*WHAT YOU WILL DO:*
From the records below, please repeat exactly the line that has "filename crates/eval/src/lib.rs", the line that has "filename crates/ocr/src/classify.rs", and every line between them, and nothing else.

[Items listed in a dataset]

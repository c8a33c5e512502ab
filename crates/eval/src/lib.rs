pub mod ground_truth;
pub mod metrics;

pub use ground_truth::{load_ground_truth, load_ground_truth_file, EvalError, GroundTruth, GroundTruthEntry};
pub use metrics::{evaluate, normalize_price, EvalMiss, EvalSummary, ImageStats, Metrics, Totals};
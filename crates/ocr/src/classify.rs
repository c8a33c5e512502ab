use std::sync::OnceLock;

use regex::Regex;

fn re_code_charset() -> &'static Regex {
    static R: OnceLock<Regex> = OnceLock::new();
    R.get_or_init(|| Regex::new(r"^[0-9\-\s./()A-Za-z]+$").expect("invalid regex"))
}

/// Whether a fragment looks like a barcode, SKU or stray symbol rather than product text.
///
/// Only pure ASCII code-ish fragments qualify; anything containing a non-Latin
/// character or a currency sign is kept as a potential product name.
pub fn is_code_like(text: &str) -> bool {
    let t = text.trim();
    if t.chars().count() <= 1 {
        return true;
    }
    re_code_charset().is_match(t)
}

---

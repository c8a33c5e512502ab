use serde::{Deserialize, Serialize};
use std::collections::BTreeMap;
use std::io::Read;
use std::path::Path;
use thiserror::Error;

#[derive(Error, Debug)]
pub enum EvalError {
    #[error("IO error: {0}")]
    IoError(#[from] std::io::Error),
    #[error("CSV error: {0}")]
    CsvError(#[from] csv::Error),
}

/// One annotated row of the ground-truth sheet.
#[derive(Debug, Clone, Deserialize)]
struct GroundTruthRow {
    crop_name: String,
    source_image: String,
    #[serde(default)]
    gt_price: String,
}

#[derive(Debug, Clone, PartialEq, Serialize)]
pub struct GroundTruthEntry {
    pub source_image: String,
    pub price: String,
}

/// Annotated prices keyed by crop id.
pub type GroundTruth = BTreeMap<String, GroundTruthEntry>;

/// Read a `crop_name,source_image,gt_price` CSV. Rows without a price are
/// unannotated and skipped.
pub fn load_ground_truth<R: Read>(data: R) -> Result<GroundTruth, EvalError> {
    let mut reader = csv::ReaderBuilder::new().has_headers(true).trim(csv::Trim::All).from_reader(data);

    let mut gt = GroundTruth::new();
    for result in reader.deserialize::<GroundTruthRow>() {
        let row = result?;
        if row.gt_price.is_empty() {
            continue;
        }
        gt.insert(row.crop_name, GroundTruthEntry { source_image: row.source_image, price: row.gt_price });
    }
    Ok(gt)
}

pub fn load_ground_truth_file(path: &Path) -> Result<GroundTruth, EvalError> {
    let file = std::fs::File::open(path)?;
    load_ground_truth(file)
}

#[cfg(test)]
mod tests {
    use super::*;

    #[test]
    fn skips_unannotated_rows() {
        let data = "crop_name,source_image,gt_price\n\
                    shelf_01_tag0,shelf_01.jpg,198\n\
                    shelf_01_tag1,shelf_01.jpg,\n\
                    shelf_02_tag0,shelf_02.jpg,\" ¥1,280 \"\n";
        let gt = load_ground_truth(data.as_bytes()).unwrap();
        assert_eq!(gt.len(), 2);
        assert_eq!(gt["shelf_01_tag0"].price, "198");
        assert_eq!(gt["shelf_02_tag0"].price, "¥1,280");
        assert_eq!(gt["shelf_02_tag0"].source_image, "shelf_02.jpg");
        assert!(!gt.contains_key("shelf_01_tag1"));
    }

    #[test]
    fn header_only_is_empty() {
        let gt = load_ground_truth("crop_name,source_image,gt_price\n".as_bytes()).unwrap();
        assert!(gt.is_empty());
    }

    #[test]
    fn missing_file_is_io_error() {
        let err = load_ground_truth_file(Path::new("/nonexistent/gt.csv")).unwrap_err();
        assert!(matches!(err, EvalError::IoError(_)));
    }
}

*WRITTEN ANSWER:*
filename crates/eval/src/lib.rs
pub mod ground_truth;
pub mod metrics;

pub use ground_truth::{load_ground_truth, load_ground_truth_file, EvalError, GroundTruth, GroundTruthEntry};
pub use metrics::{evaluate, normalize_price, EvalMiss, EvalSummary, ImageStats, Metrics, Totals};
filename crates/ocr/src/classify.rs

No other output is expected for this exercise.